"Will I ever be able to race at a high level again?" - Cofidis rider Damien Touzé on life-threatening crash and bikes that feel like 'a piece of wood'

Cycling
Thursday, 26 February 2026 at 16:53
DamienTouze
Damien Touzé, a rider for Cofidis who took part in the Tour de France last summer, may be forced to end his career following a crash at the Tour of Oman. The French rider sustained very serious injuries which have not only kept him in the Middle East for an extensive period of time; but also an intestine perforation that is keeping him in the hospital over two weeks after the crash.

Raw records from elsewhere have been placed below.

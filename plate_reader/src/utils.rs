use std::time::Duration;
use std::time::Instant;

/// Caps the loop rate by sleeping away what is left of each frame period.
pub struct FpsLimiter {
    fps_control: Instant,
    fps_wait: Duration,
}

impl FpsLimiter {
    pub fn new(fps: u32) -> Self {
        Self {
            fps_control: Instant::now(),
            fps_wait: Duration::from_secs(1) / fps.max(1),
        }
    }

    pub fn period(&self) -> Duration {
        self.fps_wait
    }

    pub fn wait(&mut self) {
        let elapsed = self.fps_control.elapsed();

        if self.fps_wait > elapsed {
            spin_sleep::sleep(self.fps_wait - elapsed);
        }

        self.fps_control = Instant::now();
    }
}
pub mod bounding_box_render;
pub mod display;
pub mod plate_binarizer;
pub mod plate_locator;
pub mod plate_reader;
pub mod tesseract_ocr;
pub mod video_reader;

use opencv::core::Point;
use opencv::core::Rect;
use opencv::core::Vector;
use opencv::imgproc::cvt_color;
use opencv::imgproc::COLOR_BGR2GRAY;
use opencv::prelude::Mat;
use opencv::prelude::MatTraitConst;
use tesseract_plumbing::TessBaseApiInitError;
use tesseract_plumbing::TessBaseApiSetImageSafetyError;
use tesseract_plumbing::TessBaseApiSetVariableError;
use thiserror::Error;

/// Four-sided contour found in a frame, with its bounding box.
#[derive(Clone, Debug)]
pub struct PlateCandidate {
    pub contour: Vector<Point>,
    pub region: Rect,
}

/// A located plate and the text read from it.
#[derive(Clone, Debug)]
pub struct PlateReading {
    pub candidate: PlateCandidate,
    pub text: String,
}

impl PlateReading {
    fn new(candidate: PlateCandidate, text: String) -> Self {
        return Self { candidate, text };
    }
}

#[derive(Debug, Error)]
pub enum PlateError {
    #[error("failed to open video source {uri:?}")]
    CaptureOpen { uri: String },
    #[error("failed to initialize tesseract with language {lang:?}: {reason}")]
    OcrInit { lang: String, reason: String },
    #[error("tesseract refused to start with language {lang:?}")]
    OcrEngine {
        lang: String,
        #[source]
        source: TessBaseApiInitError,
    },
    #[error("tesseract rejected variable {name}")]
    OcrVariable {
        name: String,
        #[source]
        source: TessBaseApiSetVariableError,
    },
    #[error("tesseract rejected the plate image")]
    OcrImage(#[from] TessBaseApiSetImageSafetyError),
    #[error("text handed to tesseract contains a NUL byte")]
    NulByte(#[from] std::ffi::NulError),
    #[error("tesseract could not produce text: {0}")]
    OcrText(String),
    #[error("cannot process an empty frame")]
    EmptyFrame,
    #[error(transparent)]
    OpenCv(#[from] opencv::Error),
}

/// Single-channel copy of `image`, converting from BGR when needed.
pub(crate) fn grey_image(image: &Mat) -> Result<Mat, PlateError> {
    if image.channels() == 1 {
        return Ok(image.clone());
    }
    let mut grey = Mat::default();
    cvt_color(image, &mut grey, COLOR_BGR2GRAY, 0)?;
    Ok(grey)
}
pub mod config;
pub mod plate_detection;
pub mod utils;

The former World Tour rider shares serious concerns also over the speeds that the peloton races at currently and how it affects the gravity of the crashes.
Touzé start off his 2026 season at the Clàssica Comunitat Valenciana and then made the trip to Oman in early February to race the Muscat Classic and Tour of Oman. During stage 4, he crashed at high speed, suffering a fractured femur, ruptured spleen and several injuries in his legs as a result of hitting a guardrail at high speed.
However perhaps the worst of the injuries was only diagnosed after he was given permission to leave the hospital in Oman and return to Europe. “At first they didn’t realize I had a hole in my intestine. They hadn’t closed the abdominal wall; it was like I’d been torn open," Touzé said in an interview with Ouest-France.
The story might not have a happy ending. The 29-year old's injuries might be too severe to allow him to return to professional cycling: “Will I ever be able to race at a high level again? We don’t know that yet," he admit to the microphone of RTBF.

Crashes made worst due to the speed 

It is a time of uncertainty for another pro rider who is suffering the consequences of a peloton that is increasingly seeing more and more high-speed crashes, with high consequences. Virtually every rider at the very top, at this point, has suffered a grave injury in recent years; and the same continues to happen to riders at all levels of professional cycling.
Touzé is not oblivious to the increase in risks for doing the same job in the peloton. "In recent years, the number of crashes in these races — which are normally the safest — has increased. The tension is really intense, and since the start of the year we’ve seen at least one big crash in every race," he argues.
The five-time Grand Tour participant also believes that the technological evolution of the bikes in the peloton is seeing the riders race at such an increasingly high speed that the falls are inevitably going to have bigger consequences simultaneously:
"The bikes… I feel like they don’t suit us anymore. They’re like a piece of wood. You can easily ride 60 km/h on the flat, boxed in behind someone’s wheel. So the slightest impact you get becomes a hundred times bigger for us".